## PROBLEM REQUIREMENTS
Where in the records does the word "without" occur? Copy each line in which it does.

Start of DATA TO PROCESS

// Template compilation
//
//  Copyright (C) 2014-2023 Ryan Specialty, LLC.
//
//  This file is part of Weft.
//
//  This program is free software: you can redistribute it and/or modify
//  it under the terms of the GNU General Public License as published by
//  the Free Software Foundation, either version 3 of the License, or
//  (at your option) any later version.
//
//  This program is distributed in the hope that it will be useful,
//  but WITHOUT ANY WARRANTY; without even the implied warranty of
//  MERCHANTABILITY or FITNESS FOR A PARTICULAR PURPOSE.  See the
//  GNU General Public License for more details.
//
//  You should have received a copy of the GNU General Public License
//  along with this program.  If not, see <http://www.gnu.org/licenses/>.

//! Compile a [`SyntaxTree`] into a [`CompiledDocument`].
//!
//! A [`Compiler`] is configured once using a [`CompilerBuilder`] and may
//!   then compile any number of documents,
//!     including concurrently;
//!     it holds no state between compilations.
//! Compilation proceeds in stages:
//!
//!   1. the tree is [lowered](crate::lower) into an [`IrDocument`];
//!   2. the [pass pipeline](crate::pass) transforms the IR in place;
//!   3. the IR is [emitted](crate::emit) as text with a
//!        [`SourceMap`];
//!        and
//!   4. diagnostics of every stage are merged in span order.
//!
//! Cancellation is checked between stages and between passes.
//!
//! Every compilation produces output,
//!   even if stages fail;
//!     see [`CompiledDocument::is_complete`].

use crate::{
    bind::{DescriptorCatalog, DescriptorSource},
    config::CompilerOptions,
    diagnose::{panic::DiagnosticPanic, Annotate, Record},
    directive::DirectiveRegistry,
    emit::emit,
    lower::lower,
    pass::{
        page_classifier, BindingPass, CancellationToken, Cancelled,
        DirectiveClassificationPass, DirectiveUsagePass,
        DocumentClassificationPass, DocumentClassifier, DocumentKind,
        ExpressionRewritePass, Pass, Pipeline, PipelineError,
    },
    source::{Checksum, SourceDocument},
    span::Context,
    srcmap::SourceMap,
    syntax::SyntaxTree,
};
use std::sync::Arc;
use tracing::{debug, debug_span};

/// Output of compiling one version of a template.
#[derive(Debug, Clone, PartialEq, Eq)]
pub struct CompiledDocument {
    text: String,

    /// Ordered by span.
    diagnostics: Vec<Record>,

    source_map: SourceMap,

    ctx: Context,
    version: u64,
    checksum: Checksum,
}

impl CompiledDocument {
    /// Generated host-language text.
    pub fn text(&self) -> &str {
        &self.text
    }

    pub fn diagnostics(&self) -> &[Record] {
        &self.diagnostics
    }

    pub fn source_map(&self) -> &SourceMap {
        &self.source_map
    }

    pub fn version(&self) -> u64 {
        self.version
    }

    pub fn checksum(&self) -> &Checksum {
        &self.checksum
    }

    pub fn has_errors(&self) -> bool {
        self.diagnostics.iter().any(|r| r.level().is_error())
    }

    /// Whether every stage ran to completion.
    ///
    /// If not,
    ///   [`CompiledDocument::text`] is a best-effort partial document and
    ///   at least one fatal diagnostic explains why.
    pub fn is_complete(&self) -> bool {
        !self.diagnostics.iter().any(Record::is_fatal)
    }

    /// Whether this output was compiled from `source` as it is now.
    ///
    /// Output is stale once its document has a new version or content.
    pub fn is_current_for(&self, source: &SourceDocument) -> bool {
        self.ctx == source.context()
            && self.version == source.version()
            && &self.checksum == source.checksum()
    }

    pub fn into_parts(self) -> (String, Vec<Record>, SourceMap) {
        (self.text, self.diagnostics, self.source_map)
    }
}

/// Compiles templates using a fixed configuration.
#[derive(Debug)]
pub struct Compiler {
    pipeline: Pipeline,
    options: CompilerOptions,
}

impl Compiler {
    pub fn builder() -> CompilerBuilder {
        CompilerBuilder::default()
    }

    pub fn options(&self) -> &CompilerOptions {
        &self.options
    }

    /// Names of passes in the order they run.
    pub fn passes(&self) -> Vec<&'static str> {
        self.pipeline.names()
    }

    /// Compile `tree`.
    pub fn compile(&self, tree: &SyntaxTree) -> CompiledDocument {
        // The token is never cancelled.
        self.compile_with_cancellation(tree, &CancellationToken::new())
            .diagnostic_expect(
                vec![tree
                    .source()
                    .full_span()
                    .internal_error("while compiling this template")],
                "compilation cancelled without request",
            )
    }

    /// Compile `tree`,
    ///   abandoning compilation if `cancel` is cancelled before any stage.
    pub fn compile_with_cancellation(
        &self,
        tree: &SyntaxTree,
        cancel: &CancellationToken,
    ) -> Result<CompiledDocument, Cancelled> {
        let source = tree.source();

        let span = debug_span!(
            "compile",
            path = source.path(),
            version = source.version()
        );
        let _enter = span.enter();

        cancel.check()?;
        let mut doc = lower(tree);

        self.pipeline.run(&mut doc, cancel)?;

        cancel.check()?;
        let emitted = emit(&doc, source, &self.options);

        let mut diagnostics = doc.collect_diagnostics();
        diagnostics.extend(emitted.diagnostics.iter().cloned());
        let diagnostics = diagnostics.into_sorted();

        debug!(
            len = emitted.text.len(),
            diagnostics = diagnostics.len(),
            "compilation complete"
        );

        Ok(CompiledDocument {
            text: emitted.text,
            diagnostics,
            source_map: emitted.source_map,
            ctx: source.context(),
            version: source.version(),
            checksum: source.checksum().clone(),
        })
    }
}

/// Configuration of a [`Compiler`].
///
/// Unless otherwise configured,
///   a compiler uses the [built-in directives](DirectiveRegistry::builtin),
///   classifies documents with a `page` directive as pages and all others
///     as views,
///   and binds against an empty descriptor catalog.
pub struct CompilerBuilder {
    registry: Arc<DirectiveRegistry>,
    classifiers: Vec<Arc<dyn DocumentClassifier>>,
    default_kind: DocumentKind,
    descriptors: Arc<dyn DescriptorSource>,
    options: CompilerOptions,
    passes: Vec<Box<dyn Pass>>,
}

impl Default for CompilerBuilder {
    fn default() -> Self {
        Self {
            registry: Arc::new(DirectiveRegistry::builtin()),
            classifiers: vec![
                Arc::new(page_classifier()) as Arc<dyn DocumentClassifier>
            ],
            default_kind: DocumentKind::default(),
            descriptors: Arc::new(Arc::new(DescriptorCatalog::default())),
            options: CompilerOptions::default(),
            passes: vec![],
        }
    }
}

impl CompilerBuilder {
    pub fn registry(mut self, registry: DirectiveRegistry) -> Self {
        self.registry = Arc::new(registry);
        self
    }

    /// Replace all document classifiers.
    ///
    /// Classifiers are consulted in the order given.
    pub fn classifiers<I>(mut self, classifiers: I) -> Self
    where
        I: IntoIterator<Item = Arc<dyn DocumentClassifier>>,
    {
        self.classifiers = classifiers.into_iter().collect();
        self
    }

    /// Consult `classifier` after those already configured.
    pub fn classifier<C: DocumentClassifier + 'static>(
        mut self,
        classifier: C,
    ) -> Self {
        self.classifiers.push(Arc::new(classifier));
        self
    }

    /// Kind of documents that no classifier matches.
    pub fn default_kind(mut self, kind: DocumentKind) -> Self {
        self.default_kind = kind;
        self
    }

    pub fn descriptors<S: DescriptorSource + 'static>(
        mut self,
        source: S,
    ) -> Self {
        self.descriptors = Arc::new(source);
        self
    }

    /// Bind against a fixed catalog.
    pub fn catalog(self, catalog: DescriptorCatalog) -> Self {
        self.descriptors(Arc::new(catalog))
    }

    pub fn options(mut self, options: CompilerOptions) -> Self {
        self.options = options;
        self
    }

    /// Run `pass` in addition to the canonical passes.
    ///
    /// Its position is determined by its order key and declared
    ///   dependencies,
    ///     which may name the canonical passes.
    pub fn pass<P: Pass + 'static>(mut self, pass: P) -> Self {
        self.passes.push(Box::new(pass));
        self
    }

    /// Validate the pass configuration and produce a [`Compiler`].
    pub fn build(self) -> Result<Compiler, PipelineError> {
        let Self {
            registry,
            classifiers,
            default_kind,
            descriptors,
            options,
            passes: extra,
        } = self;

        let mut passes: Vec<Box<dyn Pass>> = vec![
            Box::new(DirectiveClassificationPass::new(registry.clone())),
            Box::new(DirectiveUsagePass::new(registry)),
            Box::new(DocumentClassificationPass::new(
                classifiers,
                default_kind,
                options.root_namespace().map(String::from),
            )),
            Box::new(BindingPass::new(
                descriptors,
                options.require_descriptor_import(),
            )),
            Box::new(ExpressionRewritePass::new(
                options.wrapper_rules().to_vec(),
            )),
        ];
        passes.extend(extra);

        let pipeline = Pipeline::new(passes)?;
        debug!(passes = ?pipeline.names(), "compiler configured");

        Ok(Compiler { pipeline, options })
    }
}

End of DATA TO PROCESS

## OUTPUT OF THE TASK
//  but WITHOUT ANY WARRANTY; without even the implied warranty of
                "compilation cancelled without request",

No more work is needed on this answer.